Proposta prevê redução da jornada semanal para 40 horas sem corte de salários e deve avançar junto com projeto de regulamentação.

Publicado em 19 de maio de 2026 às 15:34

Proposta prevê redução da jornada semanal para 40 horas sem corte de salários e deve avançar junto com projeto de regulamentação.
Proposta prevê redução da jornada semanal para 40 horas sem corte de salários e deve avançar junto com projeto de regulamentação. Crédito: Reprodução 

Nesta terça-feira (19), o presidente da Câmara dos Deputados, Hugo Motta afirmou que o projeto que define as regras para o fim da escala 6x1 deverá ser votado antes das eleições gerais deste ano. A proposta faz parte das discussões sobre a redução da jornada de trabalho no Brasil e deve tramitar junto com a PEC que trata da mudança constitucional.

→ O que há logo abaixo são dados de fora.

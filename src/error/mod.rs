//! Error handling for district segregation ranking.

use std::io;
use std::path::{Path, PathBuf};

use arrow::error::ArrowError;
use parquet::errors::ParquetError;

pub mod util;

/// Specialized error type for the ranking pipeline
#[derive(Debug, thiserror::Error)]
pub enum SegregationError {
    /// A non-marker cell that is not a non-negative integer
    #[error("Data integrity error at row {row}, column '{column}': cannot parse '{value}' as a count")]
    DataIntegrity {
        /// 1-based data row number (header excluded)
        row: usize,
        /// Column the cell came from
        column: String,
        /// Raw cell text
        value: String,
    },

    /// A selector value outside its closed set
    #[error("Invalid {kind} '{value}', expected one of: {expected}")]
    InvalidSelector {
        /// Which selector was being parsed
        kind: &'static str,
        /// Rejected input
        value: String,
        /// Accepted values, comma separated
        expected: String,
    },

    /// A required input column is absent from the table
    #[error("Required column '{column}' not found in {source_name}")]
    MissingColumn {
        /// Column name from the mapping
        column: String,
        /// File or batch description
        source_name: String,
    },

    /// Error with configuration values or files
    #[error("Configuration error: {0}")]
    Config(String),

    /// Error opening, reading or writing a file
    #[error("IO error{}: {source}", path_suffix(.path))]
    Io {
        /// Underlying error
        #[source]
        source: io::Error,
        /// Path involved, when known
        path: Option<PathBuf>,
    },

    /// Error processing Arrow data
    #[error("Arrow error: {0}")]
    Arrow(#[from] ArrowError),

    /// Error processing Parquet data
    #[error("Parquet error: {0}")]
    Parquet(#[from] ParquetError),

    /// Error converting between rows and record batches
    #[error("Serde arrow error: {0}")]
    SerdeArrow(#[from] serde_arrow::Error),

    /// Error reading or writing JSON
    #[error("JSON error: {0}")]
    Json(#[from] serde_json::Error),
}

fn path_suffix(path: &Option<PathBuf>) -> String {
    path.as_ref()
        .map(|p| format!(" ({})", p.display()))
        .unwrap_or_default()
}

impl From<io::Error> for SegregationError {
    fn from(source: io::Error) -> Self {
        Self::Io { source, path: None }
    }
}

impl SegregationError {
    /// Create an IO error tied to a path
    pub fn io_at(source: io::Error, path: &Path) -> Self {
        Self::Io {
            source,
            path: Some(path.to_path_buf()),
        }
    }

    /// Create a configuration error
    pub fn config(message: impl Into<String>) -> Self {
        Self::Config(message.into())
    }

    /// Whether the error came from the input data rather than the environment
    #[must_use]
    pub fn is_data_error(&self) -> bool {
        matches!(
            self,
            Self::DataIntegrity { .. } | Self::MissingColumn { .. }
        )
    }
}

/// Result type for ranking operations
pub type Result<T> = std::result::Result<T, SegregationError>;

Segundo Hugo Motta, a intenção é que tanto a Proposta de Emenda à Constituição quanto o projeto de regulamentação avancem ao mesmo tempo na Câmara. O texto enviado pelo governo federal em abril estabelece regras complementares para a redução da carga horária de trabalho.

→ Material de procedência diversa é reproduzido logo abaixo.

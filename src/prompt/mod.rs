//! Interactive selection of the run options
//!
//! Shows a numbered menu for a [`Selector`] and reads one answer, either the
//! menu number or the identifier. An unrecognised answer is an error; there
//! is no re-prompt.

use std::io::{BufRead, Write};

use crate::error::{Result, SegregationError};
use crate::models::Selector;

/// Ask for one value of a selector
pub fn prompt_selector<S, R, W>(input: &mut R, output: &mut W) -> Result<S>
where
    S: Selector,
    R: BufRead,
    W: Write,
{
    writeln!(output, "Select {}:", S::KIND)?;
    for (number, option) in S::all().iter().enumerate() {
        writeln!(
            output,
            "  {}) {:<18} {}",
            number + 1,
            option.id(),
            option.description()
        )?;
    }
    write!(output, "Enter a number or name: ")?;
    output.flush()?;

    let mut answer = String::new();
    input.read_line(&mut answer)?;
    parse_answer(answer.trim())
}

/// Interpret a menu answer as a number or an identifier
pub fn parse_answer<S: Selector>(answer: &str) -> Result<S> {
    if let Ok(number) = answer.parse::<usize>() {
        return number
            .checked_sub(1)
            .and_then(|index| S::all().get(index))
            .copied()
            .ok_or_else(|| SegregationError::InvalidSelector {
                kind: S::KIND,
                value: answer.to_string(),
                expected: format!("1-{} or {}", S::all().len(), S::expected()),
            });
    }
    S::parse_id(answer)
}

A PEC prevê jornada semanal de 40 horas, com limite de oito horas diárias e dois dias de descanso, que poderão ser consecutivos ou não. O texto também determina que as mudanças não poderão provocar redução salarial e reforça a possibilidade de acordos coletivos para flexibilizar jornadas específicas.

O principal ponto de debate entre parlamentares e setores produtivos é o período de transição entre a jornada atual de 44 horas semanais e o novo modelo. O relator da proposta, Leo Prates, defende um prazo de adaptação entre dois e quatro anos.

Já representantes do setor empresarial apoiam uma transição mais longa, de até dez anos, como previsto inicialmente na proposta.

Na segunda-feira (18), Leo Prates se reuniu com o ministro do Trabalho, Luiz Marinho, para discutir os detalhes da PEC antes da análise na comissão especial da Câmara.